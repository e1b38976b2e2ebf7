//! The typed bag of named attributes carried with every blob.

use std::collections::BTreeMap;

use chrono::Utc;
use serde::{Deserialize, Serialize};

/// Reserved metadata keys.
pub mod keys {
    /// Decimal byte count of the logical (pre-encryption, pre-compression) payload.
    pub const CONTENT_LENGTH: &str = "ContentLength";
    /// Last-modified timestamp in epoch ticks, monotonic within a key.
    pub const MODIFIED: &str = "Modified";
    /// Media type.
    pub const CONTENT_TYPE: &str = "ContentType";
    /// Backend-assigned opaque version id.
    pub const SNAPSHOT: &str = "Snapshot";
    /// Backend-assigned opaque concurrency tag.
    pub const ETAG: &str = "ETag";
    /// Presence marks soft-deleted; value is the tick of the deletion.
    pub const DELETED: &str = "LeoDeleted";
    /// Application-type discriminator used by the index listener.
    pub const TYPE: &str = "Type";
    /// Transient marker on synthetic re-emission into the index queue.
    pub const REINDEX: &str = "Reindex";
    /// Write-audit information, JSON-encoded.
    pub const AUDIT: &str = "Audit";
    /// Codec applied by the write pipeline, needed to invert reads.
    pub const COMPRESSED: &str = "Compressed";
    /// Adapter-private format marker. Must never leak to consumers.
    pub const STORE_VERSION: &str = "leo-store-version";
}

/// Value written under [`keys::STORE_VERSION`] by the versioned adapter.
pub(crate) const STORE_VERSION_VALUE: &str = "2.0";

/// Current time in epoch ticks (microseconds since the Unix epoch).
pub fn now_ticks() -> i64 {
    Utc::now().timestamp_micros()
}

/// Who performed a write, recorded with the object.
#[derive(Debug, Clone, Default, PartialEq, Eq, Serialize, Deserialize)]
pub struct AuditInfo {
    /// Principal id of the writer.
    #[serde(default, skip_serializing_if = "Option::is_none")]
    pub by: Option<String>,
    /// Display name of the writer.
    #[serde(default, skip_serializing_if = "Option::is_none")]
    pub name: Option<String>,
}

/// String-keyed metadata with typed accessors for the reserved keys.
///
/// Non-reserved keys pass through writes verbatim; a write always overwrites
/// the full user-visible set (no merge).
#[derive(Debug, Clone, Default, PartialEq, Eq, Serialize, Deserialize)]
#[serde(transparent)]
pub struct Metadata(BTreeMap<String, String>);

impl Metadata {
    pub fn new() -> Self {
        Self::default()
    }

    pub fn get(&self, key: &str) -> Option<&str> {
        self.0.get(key).map(String::as_str)
    }

    pub fn set(&mut self, key: impl Into<String>, value: impl Into<String>) {
        self.0.insert(key.into(), value.into());
    }

    pub fn remove(&mut self, key: &str) -> Option<String> {
        self.0.remove(key)
    }

    pub fn contains_key(&self, key: &str) -> bool {
        self.0.contains_key(key)
    }

    pub fn iter(&self) -> impl Iterator<Item = (&str, &str)> {
        self.0.iter().map(|(k, v)| (k.as_str(), v.as_str()))
    }

    pub fn len(&self) -> usize {
        self.0.len()
    }

    pub fn is_empty(&self) -> bool {
        self.0.is_empty()
    }

    pub fn content_length(&self) -> Option<u64> {
        self.get(keys::CONTENT_LENGTH)?.parse().ok()
    }

    pub fn set_content_length(&mut self, length: u64) {
        self.set(keys::CONTENT_LENGTH, length.to_string());
    }

    pub fn modified(&self) -> Option<i64> {
        self.get(keys::MODIFIED)?.parse().ok()
    }

    pub fn set_modified(&mut self, ticks: i64) {
        self.set(keys::MODIFIED, ticks.to_string());
    }

    pub fn content_type(&self) -> Option<&str> {
        self.get(keys::CONTENT_TYPE)
    }

    pub fn snapshot(&self) -> Option<&str> {
        self.get(keys::SNAPSHOT)
    }

    pub fn set_snapshot(&mut self, id: impl Into<String>) {
        self.set(keys::SNAPSHOT, id);
    }

    pub fn etag(&self) -> Option<&str> {
        self.get(keys::ETAG)
    }

    pub fn set_etag(&mut self, etag: impl Into<String>) {
        self.set(keys::ETAG, etag);
    }

    /// Tick of the soft deletion, when this record is soft-deleted.
    pub fn deleted(&self) -> Option<i64> {
        self.get(keys::DELETED)?.parse().ok()
    }

    pub fn set_deleted(&mut self, ticks: i64) {
        self.set(keys::DELETED, ticks.to_string());
    }

    pub fn type_name(&self) -> Option<&str> {
        self.get(keys::TYPE)
    }

    pub fn reindex(&self) -> bool {
        self.get(keys::REINDEX)
            .map(|v| v.eq_ignore_ascii_case("true"))
            .unwrap_or(false)
    }

    pub fn set_reindex(&mut self) {
        self.set(keys::REINDEX, "true");
    }

    pub fn clear_reindex(&mut self) {
        self.remove(keys::REINDEX);
    }

    pub fn audit(&self) -> Option<AuditInfo> {
        serde_json::from_str(self.get(keys::AUDIT)?).ok()
    }

    pub fn set_audit(&mut self, audit: &AuditInfo) {
        if let Ok(json) = serde_json::to_string(audit) {
            self.set(keys::AUDIT, json);
        }
    }

    pub(crate) fn compressed(&self) -> Option<&str> {
        self.get(keys::COMPRESSED)
    }

    /// Drop adapter-private keys before metadata crosses the outbound boundary.
    pub(crate) fn strip_internal(&mut self) {
        self.0.remove(keys::STORE_VERSION);
    }

    /// Drop the keys computed by the adapter on every write, keeping the
    /// caller-supplied set (user keys plus content type, type and audit).
    pub(crate) fn strip_computed(&mut self) {
        for key in [
            keys::CONTENT_LENGTH,
            keys::MODIFIED,
            keys::SNAPSHOT,
            keys::ETAG,
            keys::DELETED,
            keys::STORE_VERSION,
        ] {
            self.0.remove(key);
        }
    }
}

impl FromIterator<(String, String)> for Metadata {
    fn from_iter<T: IntoIterator<Item = (String, String)>>(iter: T) -> Self {
        Self(iter.into_iter().collect())
    }
}

impl<const N: usize> From<[(&str, &str); N]> for Metadata {
    fn from(entries: [(&str, &str); N]) -> Self {
        entries
            .into_iter()
            .map(|(k, v)| (k.to_string(), v.to_string()))
            .collect()
    }
}

/// An immutable prior version of a location.
#[derive(Debug, Clone, PartialEq, Eq)]
pub struct Snapshot {
    /// Backend-assigned opaque version id.
    pub id: String,
    /// Modified tick captured at creation.
    pub modified: i64,
    /// Metadata captured at creation.
    pub metadata: Metadata,
}

#[cfg(test)]
mod tests {
    use super::*;

    #[test]
    fn typed_accessors_round_trip() {
        let mut metadata = Metadata::new();
        metadata.set_content_length(1024);
        metadata.set_modified(42);
        metadata.set("metadata1", "somemetadata");

        assert_eq!(metadata.content_length(), Some(1024));
        assert_eq!(metadata.modified(), Some(42));
        assert_eq!(metadata.get("metadata1"), Some("somemetadata"));
        assert!(metadata.deleted().is_none());
    }

    #[test]
    fn strip_internal_removes_the_marker_only() {
        let mut metadata = Metadata::from([
            (keys::STORE_VERSION, STORE_VERSION_VALUE),
            ("user", "kept"),
        ]);
        metadata.strip_internal();
        assert!(metadata.get(keys::STORE_VERSION).is_none());
        assert_eq!(metadata.get("user"), Some("kept"));
    }

    #[test]
    fn audit_round_trips_through_json() {
        let mut metadata = Metadata::new();
        let audit = AuditInfo {
            by: Some("user-1".to_string()),
            name: Some("User One".to_string()),
        };
        metadata.set_audit(&audit);
        assert_eq!(metadata.audit(), Some(audit));
    }

    #[test]
    fn reindex_flag_parses_and_clears() {
        let mut metadata = Metadata::new();
        assert!(!metadata.reindex());
        metadata.set_reindex();
        assert!(metadata.reindex());
        metadata.clear_reindex();
        assert!(!metadata.reindex());
    }
}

---------------

- **DIRECTIONS FOR THIS TASK**
Scan the listing above, and wherever a line holds the word "struct", copy it.

- **EXERCISE ANSWER**
pub struct AuditInfo {
pub struct Metadata(BTreeMap<String, String>);
pub struct Snapshot {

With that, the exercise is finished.